* **What to work on**
Look through the material beneath and copy each line with the word "rows".

* **Task material**
**********

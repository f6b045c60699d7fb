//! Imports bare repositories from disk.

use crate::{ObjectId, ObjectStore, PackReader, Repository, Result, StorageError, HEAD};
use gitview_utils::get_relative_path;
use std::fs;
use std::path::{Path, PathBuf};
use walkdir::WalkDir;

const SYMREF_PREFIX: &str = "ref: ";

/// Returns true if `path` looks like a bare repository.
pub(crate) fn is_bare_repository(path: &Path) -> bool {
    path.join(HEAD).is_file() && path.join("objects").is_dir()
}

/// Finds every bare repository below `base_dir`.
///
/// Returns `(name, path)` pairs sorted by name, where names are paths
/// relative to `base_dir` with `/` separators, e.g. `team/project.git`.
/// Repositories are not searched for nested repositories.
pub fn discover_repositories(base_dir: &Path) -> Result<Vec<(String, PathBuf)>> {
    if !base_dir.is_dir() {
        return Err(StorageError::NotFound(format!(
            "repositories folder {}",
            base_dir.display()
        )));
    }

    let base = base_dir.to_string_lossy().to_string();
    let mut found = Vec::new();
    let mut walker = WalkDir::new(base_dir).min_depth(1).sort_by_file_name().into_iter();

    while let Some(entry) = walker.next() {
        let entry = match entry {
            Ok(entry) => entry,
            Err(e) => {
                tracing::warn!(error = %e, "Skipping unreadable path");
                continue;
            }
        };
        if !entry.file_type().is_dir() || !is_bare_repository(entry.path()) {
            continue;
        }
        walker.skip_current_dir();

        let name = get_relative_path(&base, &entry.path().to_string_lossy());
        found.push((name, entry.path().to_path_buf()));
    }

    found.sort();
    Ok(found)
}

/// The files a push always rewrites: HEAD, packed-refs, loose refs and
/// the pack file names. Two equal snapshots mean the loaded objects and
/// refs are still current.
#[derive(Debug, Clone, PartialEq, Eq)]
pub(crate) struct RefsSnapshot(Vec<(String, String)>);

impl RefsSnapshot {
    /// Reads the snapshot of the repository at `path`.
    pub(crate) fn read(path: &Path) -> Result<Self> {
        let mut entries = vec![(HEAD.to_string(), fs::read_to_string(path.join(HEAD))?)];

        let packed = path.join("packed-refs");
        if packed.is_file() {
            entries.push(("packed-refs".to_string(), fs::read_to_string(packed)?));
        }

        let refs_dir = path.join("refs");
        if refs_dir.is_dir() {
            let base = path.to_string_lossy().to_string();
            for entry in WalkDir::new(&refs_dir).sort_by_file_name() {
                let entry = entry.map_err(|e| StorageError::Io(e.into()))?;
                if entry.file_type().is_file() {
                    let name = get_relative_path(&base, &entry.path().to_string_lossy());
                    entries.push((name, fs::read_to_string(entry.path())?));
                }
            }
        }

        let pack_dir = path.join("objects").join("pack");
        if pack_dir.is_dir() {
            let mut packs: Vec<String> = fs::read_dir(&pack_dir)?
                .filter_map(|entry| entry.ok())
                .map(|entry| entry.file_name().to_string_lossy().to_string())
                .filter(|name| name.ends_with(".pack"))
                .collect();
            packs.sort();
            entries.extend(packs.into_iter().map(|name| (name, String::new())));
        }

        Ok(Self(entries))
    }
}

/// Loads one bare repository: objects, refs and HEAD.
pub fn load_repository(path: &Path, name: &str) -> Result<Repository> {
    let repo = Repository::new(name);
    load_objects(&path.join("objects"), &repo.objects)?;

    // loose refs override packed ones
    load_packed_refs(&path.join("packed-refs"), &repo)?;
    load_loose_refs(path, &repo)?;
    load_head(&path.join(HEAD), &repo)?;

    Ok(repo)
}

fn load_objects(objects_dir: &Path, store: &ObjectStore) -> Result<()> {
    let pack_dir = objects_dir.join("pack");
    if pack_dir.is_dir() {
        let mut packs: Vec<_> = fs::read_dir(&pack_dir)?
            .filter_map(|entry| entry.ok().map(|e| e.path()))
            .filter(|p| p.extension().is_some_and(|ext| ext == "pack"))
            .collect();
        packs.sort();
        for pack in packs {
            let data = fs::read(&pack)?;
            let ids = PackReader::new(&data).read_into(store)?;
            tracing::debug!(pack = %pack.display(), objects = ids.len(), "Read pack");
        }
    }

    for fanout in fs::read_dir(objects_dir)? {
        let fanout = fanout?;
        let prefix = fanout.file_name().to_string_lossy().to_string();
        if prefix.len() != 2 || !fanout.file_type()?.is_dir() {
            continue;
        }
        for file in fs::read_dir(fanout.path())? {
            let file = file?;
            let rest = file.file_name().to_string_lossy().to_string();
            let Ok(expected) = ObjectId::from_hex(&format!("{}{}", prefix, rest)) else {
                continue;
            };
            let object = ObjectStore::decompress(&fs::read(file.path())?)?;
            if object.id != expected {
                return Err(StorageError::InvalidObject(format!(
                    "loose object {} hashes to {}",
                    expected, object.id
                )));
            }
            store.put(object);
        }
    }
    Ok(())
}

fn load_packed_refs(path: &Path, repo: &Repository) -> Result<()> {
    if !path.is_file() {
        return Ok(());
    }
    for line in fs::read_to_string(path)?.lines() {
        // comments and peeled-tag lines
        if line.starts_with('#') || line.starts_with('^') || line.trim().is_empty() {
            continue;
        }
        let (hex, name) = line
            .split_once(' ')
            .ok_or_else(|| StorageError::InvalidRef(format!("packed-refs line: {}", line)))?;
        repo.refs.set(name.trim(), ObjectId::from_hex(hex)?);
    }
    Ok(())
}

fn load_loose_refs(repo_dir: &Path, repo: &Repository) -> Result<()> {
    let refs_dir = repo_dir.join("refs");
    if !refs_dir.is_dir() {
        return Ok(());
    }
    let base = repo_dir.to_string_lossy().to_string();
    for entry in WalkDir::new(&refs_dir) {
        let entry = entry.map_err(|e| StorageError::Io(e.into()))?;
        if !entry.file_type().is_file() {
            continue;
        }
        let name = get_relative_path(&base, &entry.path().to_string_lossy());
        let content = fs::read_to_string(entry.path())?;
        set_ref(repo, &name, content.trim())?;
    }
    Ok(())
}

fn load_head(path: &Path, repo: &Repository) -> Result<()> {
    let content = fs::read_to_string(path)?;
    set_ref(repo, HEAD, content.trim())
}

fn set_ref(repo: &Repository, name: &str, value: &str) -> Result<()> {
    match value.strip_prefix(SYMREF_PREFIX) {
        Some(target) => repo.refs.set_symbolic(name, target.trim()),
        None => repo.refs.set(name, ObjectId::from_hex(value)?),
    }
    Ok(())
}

**********

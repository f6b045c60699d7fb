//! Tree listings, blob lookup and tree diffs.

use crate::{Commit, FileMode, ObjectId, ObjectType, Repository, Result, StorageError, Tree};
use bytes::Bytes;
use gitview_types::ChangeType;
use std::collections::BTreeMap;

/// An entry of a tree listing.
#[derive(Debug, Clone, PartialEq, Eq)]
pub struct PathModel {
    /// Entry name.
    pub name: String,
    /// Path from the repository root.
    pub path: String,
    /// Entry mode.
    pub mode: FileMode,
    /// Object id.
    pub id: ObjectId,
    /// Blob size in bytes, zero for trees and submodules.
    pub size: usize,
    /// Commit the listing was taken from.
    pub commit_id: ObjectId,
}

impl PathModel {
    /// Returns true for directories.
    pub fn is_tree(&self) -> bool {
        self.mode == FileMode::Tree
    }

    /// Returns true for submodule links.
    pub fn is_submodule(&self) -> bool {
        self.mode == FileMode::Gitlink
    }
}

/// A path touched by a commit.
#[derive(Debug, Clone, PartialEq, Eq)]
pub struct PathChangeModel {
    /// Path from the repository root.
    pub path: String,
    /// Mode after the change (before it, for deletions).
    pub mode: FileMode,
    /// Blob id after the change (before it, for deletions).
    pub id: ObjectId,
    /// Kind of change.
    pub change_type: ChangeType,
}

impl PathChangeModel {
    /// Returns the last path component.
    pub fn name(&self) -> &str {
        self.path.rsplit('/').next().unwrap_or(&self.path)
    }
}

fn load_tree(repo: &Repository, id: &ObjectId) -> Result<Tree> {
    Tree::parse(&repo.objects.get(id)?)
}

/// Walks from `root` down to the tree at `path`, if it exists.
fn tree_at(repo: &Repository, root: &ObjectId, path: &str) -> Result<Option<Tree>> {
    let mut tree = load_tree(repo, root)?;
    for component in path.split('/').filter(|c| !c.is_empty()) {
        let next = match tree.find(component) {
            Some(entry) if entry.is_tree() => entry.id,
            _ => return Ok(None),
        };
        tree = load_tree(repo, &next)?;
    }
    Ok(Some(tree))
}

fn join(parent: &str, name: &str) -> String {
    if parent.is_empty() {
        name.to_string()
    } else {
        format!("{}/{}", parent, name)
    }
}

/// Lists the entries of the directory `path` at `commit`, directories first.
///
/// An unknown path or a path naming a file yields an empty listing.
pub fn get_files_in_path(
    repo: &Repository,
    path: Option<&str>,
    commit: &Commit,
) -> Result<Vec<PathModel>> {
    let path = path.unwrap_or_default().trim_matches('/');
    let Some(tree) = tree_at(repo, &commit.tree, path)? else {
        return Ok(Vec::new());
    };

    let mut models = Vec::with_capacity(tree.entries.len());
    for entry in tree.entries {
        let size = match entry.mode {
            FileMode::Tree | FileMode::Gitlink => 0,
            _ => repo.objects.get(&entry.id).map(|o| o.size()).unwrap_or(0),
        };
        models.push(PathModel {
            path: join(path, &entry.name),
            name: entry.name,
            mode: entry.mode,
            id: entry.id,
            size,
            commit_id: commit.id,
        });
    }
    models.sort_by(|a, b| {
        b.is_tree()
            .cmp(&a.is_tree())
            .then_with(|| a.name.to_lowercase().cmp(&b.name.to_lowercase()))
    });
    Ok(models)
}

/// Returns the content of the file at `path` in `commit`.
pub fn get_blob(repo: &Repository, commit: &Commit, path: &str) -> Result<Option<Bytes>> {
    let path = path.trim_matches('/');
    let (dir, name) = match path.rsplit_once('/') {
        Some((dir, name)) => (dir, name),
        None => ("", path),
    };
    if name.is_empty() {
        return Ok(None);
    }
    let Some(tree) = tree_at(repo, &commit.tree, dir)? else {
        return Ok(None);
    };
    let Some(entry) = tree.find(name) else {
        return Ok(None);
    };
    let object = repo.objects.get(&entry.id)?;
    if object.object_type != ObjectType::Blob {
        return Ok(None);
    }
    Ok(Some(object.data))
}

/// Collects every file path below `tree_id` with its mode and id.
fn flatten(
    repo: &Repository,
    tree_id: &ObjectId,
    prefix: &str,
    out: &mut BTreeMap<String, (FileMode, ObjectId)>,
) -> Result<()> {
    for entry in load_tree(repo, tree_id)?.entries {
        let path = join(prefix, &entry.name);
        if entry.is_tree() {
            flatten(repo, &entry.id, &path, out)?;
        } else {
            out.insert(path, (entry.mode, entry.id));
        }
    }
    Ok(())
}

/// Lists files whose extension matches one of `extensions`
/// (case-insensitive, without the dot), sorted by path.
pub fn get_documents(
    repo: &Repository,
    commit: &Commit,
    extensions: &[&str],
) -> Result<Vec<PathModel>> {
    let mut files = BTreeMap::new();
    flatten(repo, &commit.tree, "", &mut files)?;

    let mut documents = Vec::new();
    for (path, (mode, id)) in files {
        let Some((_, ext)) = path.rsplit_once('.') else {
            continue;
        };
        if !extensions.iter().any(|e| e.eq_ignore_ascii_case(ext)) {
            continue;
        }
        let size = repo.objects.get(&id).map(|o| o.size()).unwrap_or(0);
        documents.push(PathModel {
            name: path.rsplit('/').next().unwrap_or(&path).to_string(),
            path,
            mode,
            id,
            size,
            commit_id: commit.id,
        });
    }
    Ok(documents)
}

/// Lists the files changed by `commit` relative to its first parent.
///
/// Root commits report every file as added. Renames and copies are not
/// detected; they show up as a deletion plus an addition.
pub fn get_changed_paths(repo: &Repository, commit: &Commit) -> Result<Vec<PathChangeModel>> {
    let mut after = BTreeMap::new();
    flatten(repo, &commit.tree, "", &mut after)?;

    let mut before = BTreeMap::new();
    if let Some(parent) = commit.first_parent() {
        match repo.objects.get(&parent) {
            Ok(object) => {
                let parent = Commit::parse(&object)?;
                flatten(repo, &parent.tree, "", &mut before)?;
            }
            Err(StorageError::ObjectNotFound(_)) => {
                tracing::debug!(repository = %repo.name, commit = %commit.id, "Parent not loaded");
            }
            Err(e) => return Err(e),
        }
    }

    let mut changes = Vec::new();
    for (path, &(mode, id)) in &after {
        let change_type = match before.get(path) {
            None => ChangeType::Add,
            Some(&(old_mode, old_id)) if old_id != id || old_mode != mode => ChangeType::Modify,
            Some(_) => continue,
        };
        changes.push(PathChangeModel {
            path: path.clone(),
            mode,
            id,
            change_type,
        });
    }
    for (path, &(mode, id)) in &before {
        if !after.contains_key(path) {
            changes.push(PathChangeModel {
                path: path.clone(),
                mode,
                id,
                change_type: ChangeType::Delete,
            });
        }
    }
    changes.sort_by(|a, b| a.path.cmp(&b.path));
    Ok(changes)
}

**********

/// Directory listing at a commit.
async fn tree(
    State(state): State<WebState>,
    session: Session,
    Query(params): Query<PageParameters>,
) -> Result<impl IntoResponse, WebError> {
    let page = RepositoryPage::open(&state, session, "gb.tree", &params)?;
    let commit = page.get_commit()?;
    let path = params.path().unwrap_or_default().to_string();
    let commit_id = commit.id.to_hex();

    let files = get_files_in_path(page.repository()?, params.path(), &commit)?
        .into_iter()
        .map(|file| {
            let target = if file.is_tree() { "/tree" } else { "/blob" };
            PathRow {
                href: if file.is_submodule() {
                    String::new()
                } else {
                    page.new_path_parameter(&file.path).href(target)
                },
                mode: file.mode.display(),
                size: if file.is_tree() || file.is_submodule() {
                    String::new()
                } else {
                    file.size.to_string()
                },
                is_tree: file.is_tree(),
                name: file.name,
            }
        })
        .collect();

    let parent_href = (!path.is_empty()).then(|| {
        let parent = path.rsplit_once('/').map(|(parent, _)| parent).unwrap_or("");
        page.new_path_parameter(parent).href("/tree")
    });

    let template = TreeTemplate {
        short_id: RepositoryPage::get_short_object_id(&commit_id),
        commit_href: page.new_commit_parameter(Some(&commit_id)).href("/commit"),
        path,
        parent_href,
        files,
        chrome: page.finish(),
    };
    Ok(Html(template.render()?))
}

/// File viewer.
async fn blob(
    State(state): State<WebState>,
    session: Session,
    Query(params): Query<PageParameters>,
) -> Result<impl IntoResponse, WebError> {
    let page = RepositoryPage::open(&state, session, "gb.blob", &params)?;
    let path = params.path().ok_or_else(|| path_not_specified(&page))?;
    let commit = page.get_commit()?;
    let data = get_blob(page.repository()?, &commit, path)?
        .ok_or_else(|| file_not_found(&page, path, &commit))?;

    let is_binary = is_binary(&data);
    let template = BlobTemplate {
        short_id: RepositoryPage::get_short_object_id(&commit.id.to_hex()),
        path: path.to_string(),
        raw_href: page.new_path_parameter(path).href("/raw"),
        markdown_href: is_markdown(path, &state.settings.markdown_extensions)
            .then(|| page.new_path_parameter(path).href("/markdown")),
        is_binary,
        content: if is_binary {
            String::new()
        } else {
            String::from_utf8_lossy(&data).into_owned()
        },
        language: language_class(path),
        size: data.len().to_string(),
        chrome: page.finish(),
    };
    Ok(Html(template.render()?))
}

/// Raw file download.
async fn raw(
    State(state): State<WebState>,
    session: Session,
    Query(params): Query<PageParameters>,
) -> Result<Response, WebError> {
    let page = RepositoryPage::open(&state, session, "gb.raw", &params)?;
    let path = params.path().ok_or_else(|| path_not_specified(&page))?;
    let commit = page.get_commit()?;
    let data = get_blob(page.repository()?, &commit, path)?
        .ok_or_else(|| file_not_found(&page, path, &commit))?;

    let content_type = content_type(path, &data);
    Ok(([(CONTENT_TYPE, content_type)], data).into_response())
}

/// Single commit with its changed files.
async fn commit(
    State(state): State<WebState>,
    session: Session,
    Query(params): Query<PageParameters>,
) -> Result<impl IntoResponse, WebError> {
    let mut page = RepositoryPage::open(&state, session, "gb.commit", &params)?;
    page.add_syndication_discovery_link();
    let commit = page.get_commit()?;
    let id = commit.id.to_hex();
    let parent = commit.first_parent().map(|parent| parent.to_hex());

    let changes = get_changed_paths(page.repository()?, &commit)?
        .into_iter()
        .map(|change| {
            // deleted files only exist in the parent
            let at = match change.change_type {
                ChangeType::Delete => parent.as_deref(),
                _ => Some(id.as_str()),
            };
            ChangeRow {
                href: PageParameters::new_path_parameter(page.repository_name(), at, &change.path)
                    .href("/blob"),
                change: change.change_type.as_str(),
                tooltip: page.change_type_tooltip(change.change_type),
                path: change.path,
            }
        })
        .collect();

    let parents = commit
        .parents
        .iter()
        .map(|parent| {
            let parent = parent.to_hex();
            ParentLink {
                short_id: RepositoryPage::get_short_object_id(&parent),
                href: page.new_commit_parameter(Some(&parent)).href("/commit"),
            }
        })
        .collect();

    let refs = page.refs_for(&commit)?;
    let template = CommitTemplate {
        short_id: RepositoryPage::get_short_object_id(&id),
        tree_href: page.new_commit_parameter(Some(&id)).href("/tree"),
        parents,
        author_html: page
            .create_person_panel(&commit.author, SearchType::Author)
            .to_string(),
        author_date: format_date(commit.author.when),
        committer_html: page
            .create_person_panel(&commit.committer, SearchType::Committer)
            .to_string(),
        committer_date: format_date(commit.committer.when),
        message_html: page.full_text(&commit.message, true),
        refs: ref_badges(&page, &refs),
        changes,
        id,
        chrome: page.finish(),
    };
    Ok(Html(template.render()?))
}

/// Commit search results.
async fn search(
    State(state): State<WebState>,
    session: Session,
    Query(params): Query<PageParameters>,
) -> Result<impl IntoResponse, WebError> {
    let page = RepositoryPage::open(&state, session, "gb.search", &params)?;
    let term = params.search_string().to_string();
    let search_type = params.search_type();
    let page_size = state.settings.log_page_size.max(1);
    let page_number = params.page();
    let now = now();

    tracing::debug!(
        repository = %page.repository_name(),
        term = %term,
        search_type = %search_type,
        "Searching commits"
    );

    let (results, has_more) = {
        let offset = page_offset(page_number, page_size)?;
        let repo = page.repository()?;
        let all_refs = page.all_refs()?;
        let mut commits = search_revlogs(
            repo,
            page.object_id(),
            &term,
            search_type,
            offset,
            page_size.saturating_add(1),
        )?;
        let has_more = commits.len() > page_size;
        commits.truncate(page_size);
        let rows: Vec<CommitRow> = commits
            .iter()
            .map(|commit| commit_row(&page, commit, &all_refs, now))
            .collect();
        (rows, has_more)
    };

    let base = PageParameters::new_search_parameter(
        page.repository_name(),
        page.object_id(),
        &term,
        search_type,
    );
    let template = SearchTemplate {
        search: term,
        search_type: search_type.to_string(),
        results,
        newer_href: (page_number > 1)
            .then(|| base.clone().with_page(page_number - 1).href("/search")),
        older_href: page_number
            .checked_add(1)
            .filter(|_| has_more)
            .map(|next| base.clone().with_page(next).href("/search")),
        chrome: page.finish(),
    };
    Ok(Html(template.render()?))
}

**********

* **Answer space**
        let rows: Vec<CommitRow> = commits
        (rows, has_more)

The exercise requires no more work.